When I set the error_bad_lines=False, then the conversion of some data (most likely in bad lines) to float in csv is not performed.
pandas version '0.15.2' numpy version '1.9.1' Python 2.7.9 (default, Dec 10 2014, 12:24:55) [MSC v.1500 32 bit (Intel)] on win32
INSTALLED VERSIONS
commit: None python: 2.7.9.final.0 python-bits: 32 OS: Windows OS-release: 7 machine: AMD64 processor: Intel64 Family 6 Model 58 Stepping 9, GenuineIntel byteorder: little LC_ALL: None LANG: None
pandas: 0.15.2 nose: 1.3.4 Cython: 0.21.2 numpy: 1.9.1 scipy: 0.15.1 statsmodels: 0.6.1 IPython: 2.3.1 sphinx: 1.2.3 patsy: 0.3.0 dateutil: 1.5 pytz: 2014.9 bottleneck: None tables: None numexpr: None matplotlib: 1.4.2 openpyxl: None xlrd: None xlwt: None xlsxwriter: None lxml: None bs4: None html5lib: None httplib2: None apiclient: None rpy2: None sqlalchemy: None pymysql: None psycopg2: None
Comment From: den-run-ai
df1=pd.read_csv(filename3,sep=",", index_col=0,error_bad_lines=False)

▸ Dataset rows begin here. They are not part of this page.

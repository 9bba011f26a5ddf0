//! Plain-text rendering of key reports.

use keyfinder::{spelled_name, KeyEstimate, KeyMode, KeyReport};
use kfconf::ReportConfig;

fn key_label(est: &KeyEstimate, opts: &ReportConfig) -> String {
    format!("{} {}", spelled_name(est.tonic, opts.spelling), est.mode)
}

/// Correlation table (optional) followed by the two most likely keys.
pub fn text(report: &KeyReport, opts: &ReportConfig) -> String {
    let mut out = String::new();

    if opts.show_table {
        for (heading, mode) in [
            ("Major key coefficients:", KeyMode::Major),
            ("Minor key coefficients:", KeyMode::Minor),
        ] {
            out.push_str(heading);
            out.push('\n');
            for est in report.table.iter().filter(|e| e.mode == mode) {
                out.push_str(&format!(
                    "{}: {:.*}\n",
                    spelled_name(est.tonic, opts.spelling),
                    opts.precision,
                    est.score
                ));
            }
            out.push('\n');
        }
    }

    out.push_str(&format!("Most likely: {}\n", key_label(&report.best, opts)));
    out.push_str(&format!(
        "Also possible: {}\n",
        key_label(&report.alternate, opts)
    ));
    out
}

/// One-line summary used by batch mode.
pub fn summary_line(source: &str, report: &KeyReport, opts: &ReportConfig) -> String {
    format!(
        "{}: {} ({:.*}), also possible: {}",
        source,
        key_label(&report.best, opts),
        opts.precision,
        report.best.score,
        key_label(&report.alternate, opts)
    )
}
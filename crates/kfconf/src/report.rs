//! Output settings for key reports.

use keyfinder::Spelling;
use serde::{Deserialize, Serialize};

/// How a key report is written to stdout.
#[derive(Debug, Clone, Copy, Default, PartialEq, Eq, Serialize, Deserialize)]
#[serde(rename_all = "snake_case")]
pub enum OutputFormat {
    /// Correlation table plus "Most likely" / "Also possible" lines.
    #[default]
    Text,
    /// One JSON document per report.
    Json,
}

impl OutputFormat {
    pub fn parse(value: &str) -> Option<Self> {
        match value.trim().to_ascii_lowercase().as_str() {
            "text" => Some(OutputFormat::Text),
            "json" => Some(OutputFormat::Json),
            _ => None,
        }
    }

    pub fn as_str(&self) -> &'static str {
        match self {
            OutputFormat::Text => "text",
            OutputFormat::Json => "json",
        }
    }
}

pub(crate) fn parse_spelling(value: &str) -> Option<Spelling> {
    match value.trim().to_ascii_lowercase().as_str() {
        "sharps" => Some(Spelling::Sharps),
        "flats" => Some(Spelling::Flats),
        _ => None,
    }
}

pub(crate) fn spelling_str(spelling: Spelling) -> &'static str {
    match spelling {
        Spelling::Sharps => "sharps",
        Spelling::Flats => "flats",
    }
}

/// Report rendering options.
#[derive(Debug, Clone, PartialEq, Serialize, Deserialize)]
pub struct ReportConfig {
    /// Default: text
    #[serde(default)]
    pub format: OutputFormat,

    /// Decimal places for coefficients in the text table.
    /// Default: 2
    #[serde(default = "ReportConfig::default_precision")]
    pub precision: usize,

    /// Tonic spelling. Default: sharps
    #[serde(default)]
    pub spelling: Spelling,

    /// Print the 24-key correlation table before the summary.
    /// Default: true
    #[serde(default = "ReportConfig::default_show_table")]
    pub show_table: bool,
}

impl ReportConfig {
    fn default_precision() -> usize {
        2
    }

    fn default_show_table() -> bool {
        true
    }
}

impl Default for ReportConfig {
    fn default() -> Self {
        Self {
            format: OutputFormat::default(),
            precision: Self::default_precision(),
            spelling: Spelling::default(),
            show_table: Self::default_show_table(),
        }
    }
}

/// Logging configuration.
#[derive(Debug, Clone, PartialEq, Serialize, Deserialize)]
pub struct TelemetryConfig {
    /// Log level (trace, debug, info, warn, error). `RUST_LOG` wins when set.
    /// Default: warn
    #[serde(default = "TelemetryConfig::default_log_level")]
    pub log_level: String,
}

impl TelemetryConfig {
    fn default_log_level() -> String {
        "warn".to_string()
    }
}

impl Default for TelemetryConfig {
    fn default() -> Self {
        Self {
            log_level: Self::default_log_level(),
        }
    }
}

then I have to do manually
df1=df1.replace('True',1)
df1=df1.astype(float)
otherwise pd leaves some of these values as strings
Comment From: den-run-ai
warning received during pd.read_csv(...)
Skipping line 3818: expected 133 fields, saw 289
Skipping line 4079: expected 133 fields, saw 188
Skipping line 4119: expected 133 fields, saw 187
Skipping line 4165: expected 133 fields, saw 188
Skipping line 4208: expected 133 fields, saw 186
Skipping line 4294: expected 133 fields, saw 298
Skipping line 4337: expected 133 fields, saw 243
Skipping line 4423: expected 133 fields, saw 298
C:\Python\Python27\lib\site-packages\pandas\io\parsers.py:1159: DtypeWarning: Columns (89,95,96,97,98,99,100) have mixed types. Specify dtype option on import or set low_memory=False.
data = self._reader.read(nrows)
Comment From: jorisvandenbossche
@denfromufa Can you provide a small reproducible example?
Comment From: TomAugspurger
Let us know if you can make a reproducible example.